When a close relative was diagnosed with a terminal illness for some time we talked a lot about the illness, but not about death or dying. Whenever the ‘d’ word was mentioned it was ushered away, hushed, and left as an ‘elephant in the room’. This attitude toward death is all too prevalent in today’s society.
In their survey, ComRes found that more than two-thirds of the population believe people in the UK feel too uncomfortable about death and dying to plan properly leaving their personal affairs in a mess, with no wishes or preferences stated about end of life care, or their will, their preferred funeral and what to do with their belongings once they die. Some adults also feel unable to talk with their own family members about death and dying. One of the consequences of this is the confusion, and hard work that friends and relatives are then left with if there has been no clarity or preparedness for death.
Sometimes for some relatives it can take years to tidy up and complete someone’s personal affairs after they have died.

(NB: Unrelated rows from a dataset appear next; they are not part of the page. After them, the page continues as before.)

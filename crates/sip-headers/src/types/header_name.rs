use std::fmt;
use std::str::FromStr;

use serde::{Deserialize, Serialize};

use crate::error::{Error, Result};

/// Names of the header fields this crate types.
///
/// Header names are case-insensitive in SIP. This enum keeps the canonical
/// capitalization for the fields it knows, accepts RFC 3261 compact forms
/// when parsing, and carries anything else in `Other`.
///
/// # Examples
///
/// ```rust
/// use rvoip_sip_headers::prelude::*;
/// use std::str::FromStr;
///
/// assert_eq!(HeaderName::from_str("v").unwrap(), HeaderName::Via);
/// assert_eq!(HeaderName::from_str("content-LENGTH").unwrap(), HeaderName::ContentLength);
/// assert_eq!(HeaderName::Via.compact_form(), Some("v"));
///
/// // Authorization lines are never merged with commas
/// assert!(HeaderName::Authorization.allows_multiple());
/// assert!(!HeaderName::Authorization.is_comma_combinable());
///
/// let custom = HeaderName::from_str("X-Custom-Header").unwrap();
/// assert_eq!(custom, HeaderName::Other("X-Custom-Header".to_string()));
/// ```
#[derive(Debug, Clone, PartialEq, Eq, Hash, Serialize, Deserialize)]
pub enum HeaderName {
    /// Accept: Media types acceptable in the response
    Accept,
    /// Accept-Encoding: Acceptable content codings
    AcceptEncoding,
    /// Accept-Language: Preferred languages for reason phrases and bodies
    AcceptLanguage,
    /// Authentication-Info: Mutual authentication data from the server
    AuthenticationInfo,
    /// Authorization: Credentials provided by a UA
    Authorization,
    /// Call-Info: Additional information about the caller or callee
    CallInfo,
    /// Content-Disposition: How the message body is to be interpreted
    ContentDisposition,
    /// Content-Encoding: Codings applied to the message body
    ContentEncoding,
    /// Content-Language: Language of the message body
    ContentLanguage,
    /// Content-Length: Size of the message body
    ContentLength,
    /// Content-Type: Media type of the message body
    ContentType,
    /// CSeq: Command sequence number
    CSeq,
    /// Date: Date and time the message was sent
    Date,
    /// From: Initiator of the request
    From,
    /// Max-Forwards: Limit on the number of hops
    MaxForwards,
    /// MIME-Version: MIME protocol version
    MimeVersion,
    /// Priority: Urgency of the request
    Priority,
    /// Proxy-Authenticate: Challenge from a proxy
    ProxyAuthenticate,
    /// Proxy-Authorization: Credentials for a proxy
    ProxyAuthorization,
    /// Reply-To: Logical return URI
    ReplyTo,
    /// Retry-After: When the service is expected to be available again
    RetryAfter,
    /// Timestamp: When the UAC sent the request
    Timestamp,
    /// To: Logical recipient of the request
    To,
    /// Via: Path taken by the request so far
    Via,
    /// Warning: Additional information about the response status
    Warning,
    /// WWW-Authenticate: Challenge from a UAS or registrar
    WwwAuthenticate,
    /// Any other header
    Other(String),
}

impl HeaderName {
    /// Returns the canonical name of the header
    pub fn as_str(&self) -> &str {
        match self {
            HeaderName::Accept => "Accept",
            HeaderName::AcceptEncoding => "Accept-Encoding",
            HeaderName::AcceptLanguage => "Accept-Language",
            HeaderName::AuthenticationInfo => "Authentication-Info",
            HeaderName::Authorization => "Authorization",
            HeaderName::CallInfo => "Call-Info",
            HeaderName::ContentDisposition => "Content-Disposition",
            HeaderName::ContentEncoding => "Content-Encoding",
            HeaderName::ContentLanguage => "Content-Language",
            HeaderName::ContentLength => "Content-Length",
            HeaderName::ContentType => "Content-Type",
            HeaderName::CSeq => "CSeq",
            HeaderName::Date => "Date",
            HeaderName::From => "From",
            HeaderName::MaxForwards => "Max-Forwards",
            HeaderName::MimeVersion => "MIME-Version",
            HeaderName::Priority => "Priority",
            HeaderName::ProxyAuthenticate => "Proxy-Authenticate",
            HeaderName::ProxyAuthorization => "Proxy-Authorization",
            HeaderName::ReplyTo => "Reply-To",
            HeaderName::RetryAfter => "Retry-After",
            HeaderName::Timestamp => "Timestamp",
            HeaderName::To => "To",
            HeaderName::Via => "Via",
            HeaderName::Warning => "Warning",
            HeaderName::WwwAuthenticate => "WWW-Authenticate",
            HeaderName::Other(s) => s,
        }
    }

    /// The RFC 3261 compact form, if the header has one
    pub fn compact_form(&self) -> Option<&'static str> {
        match self {
            HeaderName::ContentType => Some("c"),
            HeaderName::ContentEncoding => Some("e"),
            HeaderName::From => Some("f"),
            HeaderName::ContentLength => Some("l"),
            HeaderName::To => Some("t"),
            HeaderName::Via => Some("v"),
            _ => None,
        }
    }

    /// Whether a message may carry more than one value of this header
    pub fn allows_multiple(&self) -> bool {
        matches!(
            self,
            HeaderName::Accept
                | HeaderName::AcceptEncoding
                | HeaderName::AcceptLanguage
                | HeaderName::Authorization
                | HeaderName::CallInfo
                | HeaderName::ContentEncoding
                | HeaderName::ContentLanguage
                | HeaderName::ProxyAuthenticate
                | HeaderName::ProxyAuthorization
                | HeaderName::Via
                | HeaderName::Warning
                | HeaderName::WwwAuthenticate
        )
    }

    /// Whether several values may share one header line, separated by commas.
    ///
    /// The authentication headers repeat as separate lines only: their
    /// values contain commas of their own.
    pub fn is_comma_combinable(&self) -> bool {
        self.allows_multiple()
            && !matches!(
                self,
                HeaderName::Authorization
                    | HeaderName::ProxyAuthorization
                    | HeaderName::WwwAuthenticate
                    | HeaderName::ProxyAuthenticate
            )
    }

    /// True when `name` is this header's long or compact name, ignoring case
    pub fn matches(&self, name: &str) -> bool {
        self.as_str().eq_ignore_ascii_case(name)
            || self.compact_form().map_or(false, |c| c.eq_ignore_ascii_case(name))
    }
}

impl fmt::Display for HeaderName {
    fn fmt(&self, f: &mut fmt::Formatter<'_>) -> fmt::Result {
        write!(f, "{}", self.as_str())
    }
}

impl FromStr for HeaderName {
    type Err = Error;

    fn from_str(s: &str) -> Result<Self> {
        let s = s.trim();
        if s.is_empty() {
            return Err(Error::missing("header name"));
        }

        let lower_s = s.to_lowercase();
        match lower_s.as_str() {
            "accept" => Ok(HeaderName::Accept),
            "accept-encoding" => Ok(HeaderName::AcceptEncoding),
            "accept-language" => Ok(HeaderName::AcceptLanguage),
            "authentication-info" => Ok(HeaderName::AuthenticationInfo),
            "authorization" => Ok(HeaderName::Authorization),
            "call-info" => Ok(HeaderName::CallInfo),
            "content-disposition" => Ok(HeaderName::ContentDisposition),
            "content-encoding" | "e" => Ok(HeaderName::ContentEncoding),
            "content-language" => Ok(HeaderName::ContentLanguage),
            "content-length" | "l" => Ok(HeaderName::ContentLength),
            "content-type" | "c" => Ok(HeaderName::ContentType),
            "cseq" => Ok(HeaderName::CSeq),
            "date" => Ok(HeaderName::Date),
            "from" | "f" => Ok(HeaderName::From),
            "max-forwards" => Ok(HeaderName::MaxForwards),
            "mime-version" => Ok(HeaderName::MimeVersion),
            "priority" => Ok(HeaderName::Priority),
            "proxy-authenticate" => Ok(HeaderName::ProxyAuthenticate),
            "proxy-authorization" => Ok(HeaderName::ProxyAuthorization),
            "reply-to" => Ok(HeaderName::ReplyTo),
            "retry-after" => Ok(HeaderName::RetryAfter),
            "timestamp" => Ok(HeaderName::Timestamp),
            "to" | "t" => Ok(HeaderName::To),
            "via" | "v" => Ok(HeaderName::Via),
            "warning" => Ok(HeaderName::Warning),
            "www-authenticate" => Ok(HeaderName::WwwAuthenticate),
            _ if s.chars().all(crate::parser::is_token_char) => Ok(HeaderName::Other(s.to_string())),
            _ => Err(Error::format("header name", s)),
        }
    }
}

#[cfg(test)]
mod tests {
    use super::*;

    #[test]
    fn test_header_name_from_str() {
        assert_eq!(HeaderName::from_str("Via").unwrap(), HeaderName::Via);
        assert_eq!(HeaderName::from_str("v").unwrap(), HeaderName::Via);
        assert_eq!(HeaderName::from_str("To").unwrap(), HeaderName::To);
        assert_eq!(HeaderName::from_str("t").unwrap(), HeaderName::To);
        assert_eq!(HeaderName::from_str("cSeq").unwrap(), HeaderName::CSeq);
        assert_eq!(HeaderName::from_str("www-authenticate").unwrap(), HeaderName::WwwAuthenticate);

        // Extension header
        let custom = HeaderName::from_str("X-Custom").unwrap();
        assert!(matches!(custom, HeaderName::Other(s) if s == "X-Custom"));

        assert!(matches!(HeaderName::from_str(""), Err(Error::MissingValue { .. })));
        assert!(matches!(HeaderName::from_str("Bad Name"), Err(Error::InvalidFormat { .. })));
    }

    #[test]
    fn test_compact_forms_round_trip() {
        for name in [
            HeaderName::ContentType,
            HeaderName::ContentEncoding,
            HeaderName::From,
            HeaderName::ContentLength,
            HeaderName::To,
            HeaderName::Via,
        ] {
            let compact = name.compact_form().unwrap();
            assert_eq!(HeaderName::from_str(compact).unwrap(), name);
            assert!(name.matches(&compact.to_uppercase()));
        }
        assert_eq!(HeaderName::CSeq.compact_form(), None);
    }

    #[test]
    fn test_multiplicity() {
        assert!(HeaderName::Via.is_comma_combinable());
        assert!(HeaderName::Warning.is_comma_combinable());
        assert!(!HeaderName::To.allows_multiple());
        assert!(!HeaderName::To.is_comma_combinable());
        for name in [
            HeaderName::Authorization,
            HeaderName::ProxyAuthorization,
            HeaderName::WwwAuthenticate,
            HeaderName::ProxyAuthenticate,
        ] {
            assert!(name.allows_multiple());
            assert!(!name.is_comma_combinable());
        }
    }
}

This is interesting in that one thing is for sure, we will all die and there is no doubt about that amongst us. Yet, with that level of absolute surety, it is a topic that many possibly don't discuss regularly or maybe not even at all.
As for my close relative, one day she called a family meeting and shared with us all her thinking about death and dying, and that she had planned and prepared everything – from the funeral details, to where her belongings would go, to the final weeks and the ‘bucket list’ of things that she still wanted to complete. From this moment, the whole family was able to work together to support and openly raise questions for further consideration. We were also able to sit with her and talk about many things in her life, and in preparation for the end of her life without the ‘elephant in the room’ in a more relaxed way. As the weeks went on the ‘bucket list’ was fulfilled, and everything was well prepared, to the point that one day, the time had come for the end of her life. With the support of local health services this was also beautifully prepared and completed, taking into account my relative’s choices right up until the end.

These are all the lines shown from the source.